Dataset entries
-.-.-
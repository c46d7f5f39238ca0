use std::collections::HashMap;

use sea_orm::{
    ActiveModelTrait, ColumnTrait, ConnectionTrait, EntityTrait, PaginatorTrait, QueryFilter,
    QueryOrder, QuerySelect, Set,
};
use uuid::Uuid;

use crate::{
    audit,
    dto::{
        positive,
        routes::{CreateRouteRequest, RouteDetail, RouteListItem, UpdateRouteRequest},
    },
    entity::{
        airports::{self, Column as AirportCol, Entity as Airports},
        routes::{self, ActiveModel, Column, Entity as Routes},
    },
    error::{AppError, AppResult},
    middleware::auth::AuthUser,
    models::Route,
    response::{ApiResponse, Meta},
    routes::params::Pagination,
    services::missing_reference,
    state::AppState,
};

/// Airports referenced by `routes`, keyed by id.
pub(crate) async fn load_airports<C: ConnectionTrait>(
    db: &C,
    routes: &[routes::Model],
) -> AppResult<HashMap<Uuid, airports::Model>> {
    let mut ids: Vec<Uuid> = routes
        .iter()
        .flat_map(|r| [r.source_id, r.destination_id])
        .collect();
    ids.sort_unstable();
    ids.dedup();
    if ids.is_empty() {
        return Ok(HashMap::new());
    }

    let airports = Airports::find()
        .filter(AirportCol::Id.is_in(ids))
        .all(db)
        .await?;
    Ok(airports.into_iter().map(|a| (a.id, a)).collect())
}

fn airport<'a>(
    airports: &'a HashMap<Uuid, airports::Model>,
    id: Uuid,
) -> AppResult<&'a airports::Model> {
    airports
        .get(&id)
        .ok_or_else(|| AppError::Internal(anyhow::anyhow!("route references missing airport {id}")))
}

pub(crate) fn route_list_item(
    route: &routes::Model,
    airports: &HashMap<Uuid, airports::Model>,
) -> AppResult<RouteListItem> {
    Ok(RouteListItem {
        id: route.id,
        source: airport(airports, route.source_id)?.name.clone(),
        destination: airport(airports, route.destination_id)?.name.clone(),
    })
}

pub(crate) fn route_detail(
    route: &routes::Model,
    airports: &HashMap<Uuid, airports::Model>,
) -> AppResult<RouteDetail> {
    let source = airport(airports, route.source_id)?;
    let destination = airport(airports, route.destination_id)?;
    Ok(RouteDetail {
        id: route.id,
        airport_of_departure: source.name.clone(),
        airport_of_arrival: destination.name.clone(),
        city_of_departure: source.closest_big_city.clone(),
        city_of_arrival: destination.closest_big_city.clone(),
        distance: route.distance,
    })
}

async fn ensure_airport<C: ConnectionTrait>(db: &C, field: &str, id: Uuid) -> AppResult<()> {
    if Airports::find_by_id(id).one(db).await?.is_none() {
        return Err(missing_reference(field, id));
    }
    Ok(())
}

pub async fn list_routes(
    state: &AppState,
    pagination: Pagination,
) -> AppResult<ApiResponse<Vec<RouteListItem>>> {
    let (page, limit, offset) = pagination.normalize();
    let finder = Routes::find().order_by_asc(Column::Distance).order_by_asc(Column::Id);

    let total = finder.clone().count(&state.orm).await?;
    let routes = finder
        .limit(limit as u64)
        .offset(offset as u64)
        .all(&state.orm)
        .await?;

    let airports = load_airports(&state.orm, &routes).await?;
    let items = routes
        .iter()
        .map(|route| route_list_item(route, &airports))
        .collect::<AppResult<Vec<_>>>()?;

    Ok(ApiResponse::success(
        "Routes",
        items,
        Some(Meta::paged(page, limit, total)),
    ))
}

pub async fn get_route(state: &AppState, id: Uuid) -> AppResult<ApiResponse<RouteDetail>> {
    let route = Routes::find_by_id(id)
        .one(&state.orm)
        .await?
        .ok_or(AppError::NotFound)?;
    let airports = load_airports(&state.orm, std::slice::from_ref(&route)).await?;
    Ok(ApiResponse::success(
        "Route",
        route_detail(&route, &airports)?,
        None,
    ))
}

/// Source and destination may be the same airport; nothing here forbids it.
pub async fn create_route(
    state: &AppState,
    user: &AuthUser,
    payload: CreateRouteRequest,
) -> AppResult<ApiResponse<Route>> {
    let distance = positive("distance", payload.distance)?;
    ensure_airport(&state.orm, "source", payload.source).await?;
    ensure_airport(&state.orm, "destination", payload.destination).await?;

    let route = ActiveModel {
        id: Set(Uuid::new_v4()),
        source_id: Set(payload.source),
        destination_id: Set(payload.destination),
        distance: Set(distance),
    }
    .insert(&state.orm)
    .await?;

    audit::record(
        &state.pool,
        Some(user.user_id),
        "route_create",
        "routes",
        serde_json::json!({ "route_id": route.id }),
    )
    .await;

    Ok(ApiResponse::success(
        "Route created",
        route.into(),
        Some(Meta::empty()),
    ))
}

pub async fn update_route(
    state: &AppState,
    id: Uuid,
    payload: UpdateRouteRequest,
) -> AppResult<ApiResponse<Route>> {
    let existing = Routes::find_by_id(id)
        .one(&state.orm)
        .await?
        .ok_or(AppError::NotFound)?;

    let mut active: ActiveModel = existing.into();
    if let Some(distance) = payload.distance {
        active.distance = Set(positive("distance", distance)?);
    }
    if let Some(source) = payload.source {
        ensure_airport(&state.orm, "source", source).await?;
        active.source_id = Set(source);
    }
    if let Some(destination) = payload.destination {
        ensure_airport(&state.orm, "destination", destination).await?;
        active.destination_id = Set(destination);
    }

    let route = active.update(&state.orm).await?;
    Ok(ApiResponse::success("Updated", route.into(), Some(Meta::empty())))
}

pub async fn delete_route(state: &AppState, user: &AuthUser, id: Uuid) -> AppResult<()> {
    let result = Routes::delete_by_id(id).exec(&state.orm).await?;
    if result.rows_affected == 0 {
        return Err(AppError::NotFound);
    }

    audit::record(
        &state.pool,
        Some(user.user_id),
        "route_delete",
        "routes",
        serde_json::json!({ "route_id": id }),
    )
    .await;
    Ok(())
}
use axum::{
    Json, Router,
    extract::{Query, State},
    routing::get,
};

use crate::{
    error::AppResult,
    middleware::auth::AuthUser,
    models::AuditLog,
    response::ApiResponse,
    routes::params::Pagination,
    services::admin_service,
    state::AppState,
};

pub fn router() -> Router<AppState> {
    Router::new().route("/audit-logs", get(list_audit_logs))
}

#[utoipa::path(
    get,
    path = "/api/admin/audit-logs",
    params(Pagination),
    responses(
        (status = 200, description = "Audit trail, newest first", body = ApiResponse<Vec<AuditLog>>),
        (status = 403, description = "Caller is not staff")
    ),
    tag = "Admin"
)]
pub async fn list_audit_logs(
    State(state): State<AppState>,
    user: AuthUser,
    Query(pagination): Query<Pagination>,
) -> AppResult<Json<ApiResponse<Vec<AuditLog>>>> {
    let resp = admin_service::list_audit_logs(&state, &user, pagination).await?;
    Ok(Json(resp))
}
-.-.-
What you are asked to do:
Each record shown above must be reproduced exactly.

Result for this exercise:
repository c46d7f5f39238ca0
use std::collections::HashMap;

use sea_orm::{
    ActiveModelTrait, ColumnTrait, ConnectionTrait, EntityTrait, PaginatorTrait, QueryFilter,
    QueryOrder, QuerySelect, Set,
};
use uuid::Uuid;

use crate::{
    audit,
    dto::{
        positive,
        routes::{CreateRouteRequest, RouteDetail, RouteListItem, UpdateRouteRequest},
    },
    entity::{
        airports::{self, Column as AirportCol, Entity as Airports},
        routes::{self, ActiveModel, Column, Entity as Routes},
    },
    error::{AppError, AppResult},
    middleware::auth::AuthUser,
    models::Route,
    response::{ApiResponse, Meta},
    routes::params::Pagination,
    services::missing_reference,
    state::AppState,
};

/// Airports referenced by `routes`, keyed by id.
pub(crate) async fn load_airports<C: ConnectionTrait>(
    db: &C,
    routes: &[routes::Model],
) -> AppResult<HashMap<Uuid, airports::Model>> {
    let mut ids: Vec<Uuid> = routes
        .iter()
        .flat_map(|r| [r.source_id, r.destination_id])
        .collect();
    ids.sort_unstable();
    ids.dedup();
    if ids.is_empty() {
        return Ok(HashMap::new());
    }

    let airports = Airports::find()
        .filter(AirportCol::Id.is_in(ids))
        .all(db)
        .await?;
    Ok(airports.into_iter().map(|a| (a.id, a)).collect())
}

fn airport<'a>(
    airports: &'a HashMap<Uuid, airports::Model>,
    id: Uuid,
) -> AppResult<&'a airports::Model> {
    airports
        .get(&id)
        .ok_or_else(|| AppError::Internal(anyhow::anyhow!("route references missing airport {id}")))
}

pub(crate) fn route_list_item(
    route: &routes::Model,
    airports: &HashMap<Uuid, airports::Model>,
) -> AppResult<RouteListItem> {
    Ok(RouteListItem {
        id: route.id,
        source: airport(airports, route.source_id)?.name.clone(),
        destination: airport(airports, route.destination_id)?.name.clone(),
    })
}

pub(crate) fn route_detail(
    route: &routes::Model,
    airports: &HashMap<Uuid, airports::Model>,
) -> AppResult<RouteDetail> {
    let source = airport(airports, route.source_id)?;
    let destination = airport(airports, route.destination_id)?;
    Ok(RouteDetail {
        id: route.id,
        airport_of_departure: source.name.clone(),
        airport_of_arrival: destination.name.clone(),
        city_of_departure: source.closest_big_city.clone(),
        city_of_arrival: destination.closest_big_city.clone(),
        distance: route.distance,
    })
}

async fn ensure_airport<C: ConnectionTrait>(db: &C, field: &str, id: Uuid) -> AppResult<()> {
    if Airports::find_by_id(id).one(db).await?.is_none() {
        return Err(missing_reference(field, id));
    }
    Ok(())
}

pub async fn list_routes(
    state: &AppState,
    pagination: Pagination,
) -> AppResult<ApiResponse<Vec<RouteListItem>>> {
    let (page, limit, offset) = pagination.normalize();
    let finder = Routes::find().order_by_asc(Column::Distance).order_by_asc(Column::Id);

    let total = finder.clone().count(&state.orm).await?;
    let routes = finder
        .limit(limit as u64)
        .offset(offset as u64)
        .all(&state.orm)
        .await?;

    let airports = load_airports(&state.orm, &routes).await?;
    let items = routes
        .iter()
        .map(|route| route_list_item(route, &airports))
        .collect::<AppResult<Vec<_>>>()?;

    Ok(ApiResponse::success(
        "Routes",
        items,
        Some(Meta::paged(page, limit, total)),
    ))
}

pub async fn get_route(state: &AppState, id: Uuid) -> AppResult<ApiResponse<RouteDetail>> {
    let route = Routes::find_by_id(id)
        .one(&state.orm)
        .await?
        .ok_or(AppError::NotFound)?;
    let airports = load_airports(&state.orm, std::slice::from_ref(&route)).await?;
    Ok(ApiResponse::success(
        "Route",
        route_detail(&route, &airports)?,
        None,
    ))
}

/// Source and destination may be the same airport; nothing here forbids it.
pub async fn create_route(
    state: &AppState,
    user: &AuthUser,
    payload: CreateRouteRequest,
) -> AppResult<ApiResponse<Route>> {
    let distance = positive("distance", payload.distance)?;
    ensure_airport(&state.orm, "source", payload.source).await?;
    ensure_airport(&state.orm, "destination", payload.destination).await?;

    let route = ActiveModel {
        id: Set(Uuid::new_v4()),
        source_id: Set(payload.source),
        destination_id: Set(payload.destination),
        distance: Set(distance),
    }
    .insert(&state.orm)
    .await?;

    audit::record(
        &state.pool,
        Some(user.user_id),
        "route_create",
        "routes",
        serde_json::json!({ "route_id": route.id }),
    )
    .await;

    Ok(ApiResponse::success(
        "Route created",
        route.into(),
        Some(Meta::empty()),
    ))
}

pub async fn update_route(
    state: &AppState,
    id: Uuid,
    payload: UpdateRouteRequest,
) -> AppResult<ApiResponse<Route>> {
    let existing = Routes::find_by_id(id)
        .one(&state.orm)
        .await?
        .ok_or(AppError::NotFound)?;

    let mut active: ActiveModel = existing.into();
    if let Some(distance) = payload.distance {
        active.distance = Set(positive("distance", distance)?);
    }
    if let Some(source) = payload.source {
        ensure_airport(&state.orm, "source", source).await?;
        active.source_id = Set(source);
    }
    if let Some(destination) = payload.destination {
        ensure_airport(&state.orm, "destination", destination).await?;
        active.destination_id = Set(destination);
    }

    let route = active.update(&state.orm).await?;
    Ok(ApiResponse::success("Updated", route.into(), Some(Meta::empty())))
}

pub async fn delete_route(state: &AppState, user: &AuthUser, id: Uuid) -> AppResult<()> {
    let result = Routes::delete_by_id(id).exec(&state.orm).await?;
    if result.rows_affected == 0 {
        return Err(AppError::NotFound);
    }

    audit::record(
        &state.pool,
        Some(user.user_id),
        "route_delete",
        "routes",
        serde_json::json!({ "route_id": id }),
    )
    .await;
    Ok(())
}
use axum::{
    Json, Router,
    extract::{Query, State},
    routing::get,
};

use crate::{
    error::AppResult,
    middleware::auth::AuthUser,
    models::AuditLog,
    response::ApiResponse,
    routes::params::Pagination,
    services::admin_service,
    state::AppState,
};

pub fn router() -> Router<AppState> {
    Router::new().route("/audit-logs", get(list_audit_logs))
}

#[utoipa::path(
    get,
    path = "/api/admin/audit-logs",
    params(Pagination),
    responses(
        (status = 200, description = "Audit trail, newest first", body = ApiResponse<Vec<AuditLog>>),
        (status = 403, description = "Caller is not staff")
    ),
    tag = "Admin"
)]
pub async fn list_audit_logs(
    State(state): State<AppState>,
    user: AuthUser,
    Query(pagination): Query<Pagination>,
) -> AppResult<Json<ApiResponse<Vec<AuditLog>>>> {
    let resp = admin_service::list_audit_logs(&state, &user, pagination).await?;
    Ok(Json(resp))
}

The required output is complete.